Sure, Donald Trump has led the charge against agreements like NAFTA, but Hillary Clinton has also adopted an anti-free trade stance after contending with the popularity of that position in her primary battle with Bernie Sanders.
But the narrative that the electorate is pushing elected officials towards trade-skeptical policies doesn’t actually jive with poll numbers, which show that a majority of Americans think that increased trade is good for the economy.
So why have the candidates moved left on trade, even if the electorate has not? Economists Bradford Jensen, Dennis Quinn, and Stephen Weymouth of Georgetown’s McDonough School of Business may have an answer. In a new working paper shared with Fortune, the economists show that international trade “directly influences U.S. presidential elections.” The incumbent party tends to win counties with more highly skilled service sector jobs, not the type that are typically lost to trade, and lose counties in which there is a high concentration of trade sensitive low-skilled manufacturing.
“In national-level models, we show for the first time that increasing imports are associated with decreasing presidential incumbent vote shares,” the authors write. “These effects are large and politically consequential. We find an Electoral College incentive to protect the manufacturing sector and to oppose free trade agreements.”

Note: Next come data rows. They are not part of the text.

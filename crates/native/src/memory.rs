//! Allocator served to components through the memory callbacks.
//!
//! Every block carries a header recording its layout, so `free` can release
//! a pointer without the caller passing a size back. Blocks are zeroed, as
//! the callbacks follow `calloc` semantics.

use std::{
    alloc::{alloc_zeroed, dealloc, Layout},
    ffi::c_void,
    ptr,
};

const ALIGN: usize = 16;
const HEADER: usize = 16;

/// Allocates `count * size` zeroed bytes.
///
/// Returns null on overflow, on a zero-byte request, or if the allocator
/// fails.
pub(crate) fn calloc(count: usize, size: usize) -> *mut c_void {
    let Some(bytes) = count.checked_mul(size) else {
        return ptr::null_mut();
    };
    if bytes == 0 {
        return ptr::null_mut();
    }
    let Some(total) = bytes.checked_add(HEADER) else {
        return ptr::null_mut();
    };
    let Ok(layout) = Layout::from_size_align(total, ALIGN) else {
        return ptr::null_mut();
    };

    // SAFETY: `layout` has a non-zero size.
    let base = unsafe { alloc_zeroed(layout) };
    if base.is_null() {
        return ptr::null_mut();
    }

    // SAFETY: the block is at least HEADER bytes and ALIGN-aligned.
    unsafe {
        base.cast::<usize>().write(total);
        base.add(HEADER).cast()
    }
}

/// Releases a block returned by [`calloc`]. Null is ignored.
///
/// # Safety
///
/// `block` must be null or a pointer returned by [`calloc`] that has not
/// been freed.
pub(crate) unsafe fn free(block: *mut c_void) {
    if block.is_null() {
        return;
    }
    // SAFETY: guaranteed by the caller; the header precedes the block.
    unsafe {
        let base = block.cast::<u8>().sub(HEADER);
        let total = base.cast::<usize>().read();
        let layout = Layout::from_size_align_unchecked(total, ALIGN);
        dealloc(base, layout);
    }
}
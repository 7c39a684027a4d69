use thiserror::Error;

use crate::{
    lifecycle::{LifecycleError, LifecycleState, SequenceError},
    value::{ValueKind, ValueRef},
};

/// A variable cannot be given a value during setup.
///
/// Raised in `Instantiated` and `InitializationMode` for variables whose
/// value the component calculates.
#[derive(Debug, Clone, Error, PartialEq, Eq)]
#[error("`{variable}` cannot be set in state {state}")]
pub struct StartValueError {
    pub variable: String,
    pub state: LifecycleState,
}

/// Errors raised by the variable access layer.
#[derive(Debug, Error)]
pub enum AccessError {
    #[error(transparent)]
    Sequence(#[from] SequenceError),

    #[error("no {kind:?} variable with reference {value_ref}")]
    UnknownReference { kind: ValueKind, value_ref: ValueRef },

    #[error("no variable named `{name}`")]
    UnknownVariable { name: String },

    #[error("{refs} references but {values} values")]
    LengthMismatch { refs: usize, values: usize },

    #[error("`{variable}` is {expected:?}, got a {actual:?} value")]
    TypeMismatch {
        variable: String,
        expected: ValueKind,
        actual: ValueKind,
    },

    #[error(transparent)]
    StartValue(#[from] StartValueError),

    #[error("`{variable}` is not settable in state {state}")]
    NotSettable {
        variable: String,
        state: LifecycleState,
    },

    #[error("native access failed")]
    Native(#[source] LifecycleError),
}

impl From<LifecycleError> for AccessError {
    fn from(err: LifecycleError) -> Self {
        match err {
            LifecycleError::Sequence(err) => Self::Sequence(err),
            other => Self::Native(other),
        }
    }
}
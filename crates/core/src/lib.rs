//! Core types for hosting pre-compiled simulation components.
//!
//! This crate defines the shared abstractions that adapters, drivers, and the
//! coupling engine build on:
//!
//! - [`ModelDescription`]: the read-only descriptor of a component
//! - [`FmiCalls`]: the native call surface, implemented by the in-process
//!   adapter and by the remote proxy
//! - [`Instance`]: one component instance guarded by the lifecycle rules
//! - [`Variables`]: batched, typed get/set by value reference
//! - [`SimulationResult`] and [`EventRecord`]: what a run produces
//! - [`Observer`]: receives run events and optionally returns control actions

mod access;
mod callbacks;
mod calls;
mod description;
mod event;
mod lifecycle;
mod observer;
mod result;
mod status;
mod value;

#[cfg(test)]
mod testing;

pub use access::{AccessError, StartValueError, Variables};
pub use callbacks::{CallbackSink, LogMessage, TracingSink};
pub use calls::{
    AdapterError, CallResult, ChannelError, EventInfo, FmiCalls, FmuStateId, InstantiateRequest,
    IntegratorStepOutcome,
};
pub use description::{
    Causality, DefaultExperiment, Initial, Interface, InterfaceKind, ModelDescription,
    ScalarVariable, Variability,
};
pub use event::{Crossing, Direction, EventKind, EventRecord};
pub use lifecycle::{
    CallError, Instance, InstanceOptions, LifecycleError, LifecycleState, SequenceError,
};
pub use observer::Observer;
pub use result::{CsvSink, ResultError, ResultSink, Row, SimulationResult};
pub use status::{Status, StatusKind};
pub use value::{Value, ValueKind, ValueRef, Values};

That’s because the states that happen to be swing states, meaning they are crucial to an electoral-college victory, also happen to be places where there is a high concentration of manufacturing employment, like Ohio, Michigan, Iowa, and New Hampshire. The basic idea is that workers in these sectors have been hurt economically by deindustrialization and have been expressing their anger at this trend by voting against politicians in office. Politicians running for office, whether they are an incumbent or a challenger, try to leverage or blunt this effect by criticizing status-quo trade rules.
But there are also structural forces that work in the favor of greater free trade too. That’s because rising exports can increase jobs, as much as rising imports are killing them in traditional manufacturing sectors. The authors find that workers in high-skilled exportable services and high-skilled exportable manufacturing increasingly vote for the incumbent candidate. This reality, combined with the fact that just 10% of the labor force is now employed in manufacturing, means that there is plenty of electoral support for policies aimed at increasing trade. This support just happens to be more concentrated in non-swing states.
What’s more, as the authors point out, the sectors in the U.S. economy that benefit from more trade, rather than are hurt by it, are rising. For example, services now account for roughly 30% of all exports, and that this number is on the rise. These data explain why poll numbers show most Americans are in support of free trade at the same time that presidential candidates—who are fighting over the support of undecided voters in a few swing states—are increasingly not.
They also explain why, despite protectionism punching above its weight as an issue in presidential elections, there has been little movement on the issue in Congress over the years. Indeed, the last big vote on the free trade issue went free-traders way, when Congress voted to give President Obama fast track authority to negotiate the Trans Pacific Partnership Agreement.
What we are seeing in the 2016 presidential election, therefore, may be the last, dying gasp of protectionism. Sure, those who feel they have been hurt by free trade agreements are probably more motivated by their losses than the benefactors of free trade are motivated by their gains. Like many battles in modern politics, there are benefits to having a very angry minority in your corner as opposed to a majority that is happy, but not ecstatic, with the status quo. But this research out of Georgetown shows that the possible of voters who are angered by free trade is on the decline, and 2016 could be their last stand.